*Task to carry out*: Two lines mark the range in the entries below: the one holding "Move one message's" and the one holding "limiter state are". Set down those two and all lines between them, exactly.

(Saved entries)
━━━━━━

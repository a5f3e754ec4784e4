//! Campaign, message and recipient storage.

mod memory;
mod state;

pub use memory::MemoryStore;
pub use state::{
    load_json, save_json, FileStateStore, MemoryStateStore, StateStore, CAMPAIGN_STORE_KEY,
    QUEUE_STATE_KEY, RATE_LIMITER_KEY,
};

use async_trait::async_trait;
use chrono::{DateTime, Utc};

use crate::error::Result;
use crate::model::{
    AnalyticsEvent, Campaign, CampaignId, CampaignStatus, Message, MessageId, Recipient,
    RecipientId,
};

/// Final result of one message, applied to its campaign's counters.
#[derive(Debug, Clone, Copy, PartialEq, Eq)]
pub enum Outcome {
    Sent,
    Failed,
}

/// Trait for campaign store implementations.
///
/// Counter updates are atomic with respect to each other: one call moves
/// exactly one message from `pending` to `sent` or `failed`.
#[async_trait]
pub trait CampaignStore: Send + Sync {
    async fn insert_campaign(&self, campaign: Campaign) -> Result<()>;

    async fn get_campaign(&self, id: CampaignId) -> Result<Option<Campaign>>;

    /// All campaigns, newest first.
    async fn list_campaigns(&self) -> Result<Vec<Campaign>>;

    async fn campaigns_by_status(&self, status: CampaignStatus) -> Result<Vec<Campaign>>;

    /// Set the status, stamping `started_at` on first activation and
    /// `completed_at` when the campaign reaches a terminal status.
    ///
    /// Fails with `InvalidState` when the campaign state machine does not
    /// allow the move.
    async fn set_campaign_status(
        &self,
        id: CampaignId,
        status: CampaignStatus,
        at: DateTime<Utc>,
    ) -> Result<Campaign>;

    /// Insert a campaign's new messages and grow `total` and `pending` by
    /// the number of them that are `pending`. All or nothing: on error
    /// neither the messages nor the counters are kept.
    async fn enqueue_messages(
        &self,
        id: CampaignId,
        messages: Vec<Message>,
        at: DateTime<Utc>,
    ) -> Result<Campaign>;

    /// Move one message's worth of `pending` into `sent` or `failed`.
    async fn record_outcome(
        &self,
        id: CampaignId,
        outcome: Outcome,
        at: DateTime<Utc>,
    ) -> Result<Campaign>;

    /// Remove a campaign and all of its messages and events.
    async fn delete_campaign(&self, id: CampaignId) -> Result<bool>;

    async fn get_message(&self, id: MessageId) -> Result<Option<Message>>;

    async fn update_message(&self, message: &Message) -> Result<()>;

    /// The lowest-priority pending message of a campaign.
    async fn next_pending_message(&self, campaign_id: CampaignId) -> Result<Option<Message>>;

    /// All messages of a campaign in enqueue order.
    async fn messages_for_campaign(&self, campaign_id: CampaignId) -> Result<Vec<Message>>;

    async fn insert_recipient(&self, recipient: Recipient) -> Result<()>;

    async fn get_recipient(&self, id: RecipientId) -> Result<Option<Recipient>>;

    async fn mark_contacted(&self, id: RecipientId, at: DateTime<Utc>) -> Result<()>;

    async fn record_event(&self, event: AnalyticsEvent) -> Result<()>;

    async fn events_for_campaign(&self, campaign_id: CampaignId) -> Result<Vec<AnalyticsEvent>>;
}
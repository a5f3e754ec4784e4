//! Rate limiting logic and state management.

mod limiter;
mod window;

pub use limiter::{next_midnight, LimiterStatus, RateLimitSettings, RateLimiter};
pub use window::SlidingWindow;
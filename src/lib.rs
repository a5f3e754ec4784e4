//! Pacer - Rate-Limited Campaign Delivery
//!
//! This crate drains broadcast campaigns through a single delivery channel
//! while respecting hourly and daily send caps, minimum spacing between
//! sends and randomized jitter. Campaign progress and limiter state are
//! persisted so an interrupted run can be resumed after a restart.

pub mod clock;
pub mod config;
pub mod delivery;
pub mod error;
pub mod model;
pub mod queue;
pub mod ratelimit;
pub mod render;
pub mod retry;
pub mod store;

#[cfg(test)]
mod testutil;
//! Fire-and-forget progress notifications.

use futures::stream::{self, Stream};
use serde::{Deserialize, Serialize};
use tokio::sync::broadcast::{self, error::RecvError};
use tracing::trace;

use crate::model::{Campaign, CampaignId};

/// Counters of a campaign after one processed message.
#[derive(Debug, Clone, PartialEq, Eq, Serialize, Deserialize)]
pub struct Progress {
    pub campaign_id: CampaignId,
    pub total: u64,
    pub sent: u64,
    pub failed: u64,
    pub pending: u64,
    pub percent_complete: u8,
}

impl From<&Campaign> for Progress {
    fn from(campaign: &Campaign) -> Self {
        Self {
            campaign_id: campaign.id,
            total: campaign.total,
            sent: campaign.sent,
            failed: campaign.failed,
            pending: campaign.pending,
            percent_complete: campaign.percent_complete(),
        }
    }
}

/// Broadcast channel for [`Progress`]; publishing never fails.
#[derive(Debug, Clone)]
pub struct ProgressFeed {
    sender: broadcast::Sender<Progress>,
}

impl ProgressFeed {
    pub fn new(capacity: usize) -> Self {
        let (sender, _) = broadcast::channel(capacity.max(1));
        Self { sender }
    }

    pub fn publish(&self, progress: Progress) {
        if self.sender.send(progress).is_err() {
            trace!("No progress listeners");
        }
    }

    pub fn subscribe(&self) -> broadcast::Receiver<Progress> {
        self.sender.subscribe()
    }

    /// Stream of progress updates; lagged updates are skipped.
    pub fn stream(&self) -> impl Stream<Item = Progress> + Send + 'static {
        stream::unfold(self.sender.subscribe(), |mut receiver| async move {
            loop {
                match receiver.recv().await {
                    Ok(progress) => return Some((progress, receiver)),
                    Err(RecvError::Lagged(skipped)) => trace!(skipped, "Progress listener lagged"),
                    Err(RecvError::Closed) => return None,
                }
            }
        })
    }
}

impl Default for ProgressFeed {
    fn default() -> Self {
        Self::new(64)
    }
}
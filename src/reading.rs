// Facility Gateway - Occupancy and environmental telemetry gateway
// Copyright (c) 2025 David Martin Venti
//
// Dual-licensed under AGPL-3.0 and Commercial License.
// See LICENSE file for details.

//! Readings and the raw rows they are normalized from

use crate::source::Layout;
use chrono::{DateTime, Utc};
use serde::Serialize;

fn is_false(value: &bool) -> bool {
    !*value
}

/// Common view over the readings of every category
pub trait Reading: Serialize + Clone + Send + Sync + 'static {
    /// Id of the source this reading belongs to
    fn source_id(&self) -> &str;

    /// Capture time of the reading
    fn timestamp(&self) -> DateTime<Utc>;
}

/// One parking spot watched by a camera
#[derive(Debug, Clone, PartialEq, Eq, Serialize)]
pub struct Spot {
    /// Zero-based position in the layout
    pub index: usize,
    /// Stable label
    pub id: String,
    pub occupied: bool,
}

/// Occupancy snapshot of one camera
#[derive(Debug, Clone, PartialEq, Serialize)]
pub struct OccupancyReading {
    pub camera_id: String,
    pub layout: Layout,
    pub spots: Vec<Spot>,
    /// Number of occupied spots
    pub occupied: usize,
    /// Number of free spots
    pub free: usize,
    pub timestamp: DateTime<Utc>,
    /// Inserted by the completeness step, not sourced from the store
    #[serde(skip_serializing_if = "is_false")]
    pub placeholder: bool,
}

impl OccupancyReading {
    /// Build a reading from spot states; counters are derived.
    pub fn new(
        camera_id: impl Into<String>,
        layout: Layout,
        spots: Vec<Spot>,
        timestamp: DateTime<Utc>,
    ) -> Self {
        let occupied = spots.iter().filter(|s| s.occupied).count();
        Self {
            camera_id: camera_id.into(),
            layout,
            free: spots.len() - occupied,
            occupied,
            spots,
            timestamp,
            placeholder: false,
        }
    }
}

impl Reading for OccupancyReading {
    fn source_id(&self) -> &str {
        &self.camera_id
    }

    fn timestamp(&self) -> DateTime<Utc> {
        self.timestamp
    }
}

/// People count of one area
#[derive(Debug, Clone, PartialEq, Serialize)]
pub struct PeopleCountReading {
    pub zone_id: String,
    pub count: u32,
    pub capacity: u32,
    pub timestamp: DateTime<Utc>,
    #[serde(skip_serializing_if = "is_false")]
    pub placeholder: bool,
}

impl Reading for PeopleCountReading {
    fn source_id(&self) -> &str {
        &self.zone_id
    }

    fn timestamp(&self) -> DateTime<Utc> {
        self.timestamp
    }
}

/// Environmental snapshot of one node
///
/// Metrics are optional: partial rows keep the metrics they have.
#[derive(Debug, Clone, PartialEq, Serialize)]
pub struct EnvironmentReading {
    pub sensor_id: String,
    /// Degrees Celsius
    pub temperature: Option<f64>,
    /// Relative humidity in percent
    pub humidity: Option<f64>,
    /// CO2 concentration in ppm
    pub co2: Option<f64>,
    pub timestamp: DateTime<Utc>,
    #[serde(skip_serializing_if = "is_false")]
    pub placeholder: bool,
}

impl Reading for EnvironmentReading {
    fn source_id(&self) -> &str {
        &self.sensor_id
    }

    fn timestamp(&self) -> DateTime<Utc> {
        self.timestamp
    }
}

/// Array-valued column as returned by the store
#[derive(Debug, Clone, PartialEq, Eq)]
pub enum RawArray {
    /// Store text encoding, e.g. `{S1,S2}` or a bit string `1001`
    Text(String),
    /// Already structured list
    List(Vec<String>),
}

impl From<&str> for RawArray {
    fn from(text: &str) -> Self {
        Self::Text(text.to_string())
    }
}

impl From<String> for RawArray {
    fn from(text: String) -> Self {
        Self::Text(text)
    }
}

impl From<Vec<String>> for RawArray {
    fn from(list: Vec<String>) -> Self {
        Self::List(list)
    }
}

/// Occupancy row as stored
#[derive(Debug, Clone, PartialEq)]
pub struct OccupancyRow {
    pub camera_id: String,
    pub spot_ids: Option<RawArray>,
    pub spots_state: Option<RawArray>,
    pub captured_at: Option<DateTime<Utc>>,
}

/// People-count row as stored
#[derive(Debug, Clone, PartialEq)]
pub struct PeopleCountRow {
    pub zone_id: String,
    pub people_count: Option<i64>,
    pub captured_at: Option<DateTime<Utc>>,
}

/// Environmental row as stored
#[derive(Debug, Clone, PartialEq)]
pub struct EnvironmentRow {
    pub sensor_id: String,
    pub temperature: Option<f64>,
    pub humidity: Option<f64>,
    pub co2: Option<f64>,
    pub captured_at: Option<DateTime<Utc>>,
}

#[cfg(test)]
mod tests {
    use super::*;
    use chrono::TimeZone;

    fn ts() -> DateTime<Utc> {
        Utc.with_ymd_and_hms(2025, 3, 14, 10, 30, 0).unwrap()
    }

    #[test]
    fn test_occupancy_counters() {
        let spots = vec![
            Spot { index: 0, id: "S1".into(), occupied: true },
            Spot { index: 1, id: "S2".into(), occupied: false },
            Spot { index: 2, id: "S3".into(), occupied: true },
        ];
        let reading = OccupancyReading::new("A1", Layout::new(1, 3), spots, ts());
        assert_eq!(reading.occupied, 2);
        assert_eq!(reading.free, 1);
        assert_eq!(reading.source_id(), "A1");
    }

    #[test]
    fn test_placeholder_flag_only_serialized_when_set() {
        let mut reading = OccupancyReading::new("A1", Layout::new(1, 0), Vec::new(), ts());
        let json = serde_json::to_value(&reading).unwrap();
        assert!(json.get("placeholder").is_none());
        assert_eq!(json["layout"], serde_json::json!([1, 0]));
        assert_eq!(json["timestamp"], "2025-03-14T10:30:00Z");

        reading.placeholder = true;
        let json = serde_json::to_value(&reading).unwrap();
        assert_eq!(json["placeholder"], true);
    }

    #[test]
    fn test_environment_nulls() {
        let reading = EnvironmentReading {
            sensor_id: "env-lab".into(),
            temperature: Some(21.5),
            humidity: None,
            co2: None,
            timestamp: ts(),
            placeholder: false,
        };
        let json = serde_json::to_value(&reading).unwrap();
        assert_eq!(json["temperature"], 21.5);
        assert!(json["humidity"].is_null());
    }
}
// Facility Gateway - Occupancy and environmental telemetry gateway
// Copyright (c) 2025 David Martin Venti
//
// Dual-licensed under AGPL-3.0 and Commercial License.
// See LICENSE file for details.

//! Availability window
//!
//! The store is only operated during staffed hours. Outside the window the
//! gateway synthesizes data without attempting a connection.

use chrono::{DateTime, FixedOffset, Local, Timelike};

/// Source of the current wall-clock time
pub trait Clock: Send + Sync {
    /// Current local time with its UTC offset
    fn now(&self) -> DateTime<FixedOffset>;
}

/// Clock reading the host's local time
#[derive(Debug, Clone, Copy, Default)]
pub struct SystemClock;

impl Clock for SystemClock {
    fn now(&self) -> DateTime<FixedOffset> {
        Local::now().fixed_offset()
    }
}

/// Clock frozen at one instant
#[derive(Debug, Clone, Copy)]
pub struct FixedClock(pub DateTime<FixedOffset>);

impl Clock for FixedClock {
    fn now(&self) -> DateTime<FixedOffset> {
        self.0
    }
}

/// Hours during which the store is expected to be serviceable
///
/// `open_hour` is inclusive, `close_hour` exclusive. When `open_hour` is
/// greater than `close_hour` the window wraps midnight.
#[derive(Debug, Clone, Copy, PartialEq, Eq)]
pub struct ServiceWindow {
    pub open_hour: u32,
    pub close_hour: u32,
}

impl Default for ServiceWindow {
    fn default() -> Self {
        Self {
            open_hour: 8,
            close_hour: 22,
        }
    }
}

impl ServiceWindow {
    pub fn new(open_hour: u32, close_hour: u32) -> Self {
        Self {
            open_hour,
            close_hour,
        }
    }

    /// Whether `hour` (0-23) falls inside the window
    pub fn contains(&self, hour: u32) -> bool {
        if self.open_hour <= self.close_hour {
            hour >= self.open_hour && hour < self.close_hour
        } else {
            hour >= self.open_hour || hour < self.close_hour
        }
    }

    /// The hour when it is outside the window, `None` when inside
    pub fn closed_at(&self, now: &DateTime<FixedOffset>) -> Option<u32> {
        let hour = now.hour();
        (!self.contains(hour)).then_some(hour)
    }
}

#[cfg(test)]
mod tests {
    use super::*;
    use chrono::TimeZone;

    #[test]
    fn test_default_window_bounds() {
        let window = ServiceWindow::default();
        assert!(!window.contains(7));
        assert!(window.contains(8));
        assert!(window.contains(21));
        assert!(!window.contains(22));
        assert!(!window.contains(23));
        assert!(!window.contains(0));
    }

    #[test]
    fn test_every_hour_outside_default_window() {
        let window = ServiceWindow::default();
        let outside: Vec<u32> = (0..24).filter(|h| !window.contains(*h)).collect();
        assert_eq!(outside, vec![0, 1, 2, 3, 4, 5, 6, 7, 22, 23]);
    }

    #[test]
    fn test_wrapping_window() {
        let window = ServiceWindow::new(20, 4);
        assert!(window.contains(23));
        assert!(window.contains(0));
        assert!(window.contains(3));
        assert!(!window.contains(4));
        assert!(!window.contains(12));
    }

    #[test]
    fn test_closed_at_uses_local_hour() {
        let offset = FixedOffset::east_opt(2 * 3600).unwrap();
        let late = offset.with_ymd_and_hms(2025, 1, 10, 23, 15, 0).unwrap();
        let noon = offset.with_ymd_and_hms(2025, 1, 10, 12, 0, 0).unwrap();
        let window = ServiceWindow::default();
        assert_eq!(window.closed_at(&late), Some(23));
        assert_eq!(window.closed_at(&noon), None);
    }

    #[test]
    fn test_fixed_clock() {
        let instant = FixedOffset::west_opt(5 * 3600)
            .unwrap()
            .with_ymd_and_hms(2025, 1, 10, 6, 0, 0)
            .unwrap();
        assert_eq!(FixedClock(instant).now(), instant);
    }
}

━━━━━━

*The answer*:
    /// Move one message's worth of `pending` into `sent` or `failed`.
    async fn record_outcome(
        &self,
        id: CampaignId,
        outcome: Outcome,
        at: DateTime<Utc>,
    ) -> Result<Campaign>;

    /// Remove a campaign and all of its messages and events.
    async fn delete_campaign(&self, id: CampaignId) -> Result<bool>;

    async fn get_message(&self, id: MessageId) -> Result<Option<Message>>;

    async fn update_message(&self, message: &Message) -> Result<()>;

    /// The lowest-priority pending message of a campaign.
    async fn next_pending_message(&self, campaign_id: CampaignId) -> Result<Option<Message>>;

    /// All messages of a campaign in enqueue order.
    async fn messages_for_campaign(&self, campaign_id: CampaignId) -> Result<Vec<Message>>;

    async fn insert_recipient(&self, recipient: Recipient) -> Result<()>;

    async fn get_recipient(&self, id: RecipientId) -> Result<Option<Recipient>>;

    async fn mark_contacted(&self, id: RecipientId, at: DateTime<Utc>) -> Result<()>;

    async fn record_event(&self, event: AnalyticsEvent) -> Result<()>;

    async fn events_for_campaign(&self, campaign_id: CampaignId) -> Result<Vec<AnalyticsEvent>>;
}
repository a5f3e754ec4784e4
//! Rate limiting logic and state management.

mod limiter;
mod window;

pub use limiter::{next_midnight, LimiterStatus, RateLimitSettings, RateLimiter};
pub use window::SlidingWindow;
filename src/lib.rs
repository a5f3e754ec4784e4
//! Pacer - Rate-Limited Campaign Delivery
//!
//! This crate drains broadcast campaigns through a single delivery channel
//! while respecting hourly and daily send caps, minimum spacing between
//! sends and randomized jitter. Campaign progress and limiter state are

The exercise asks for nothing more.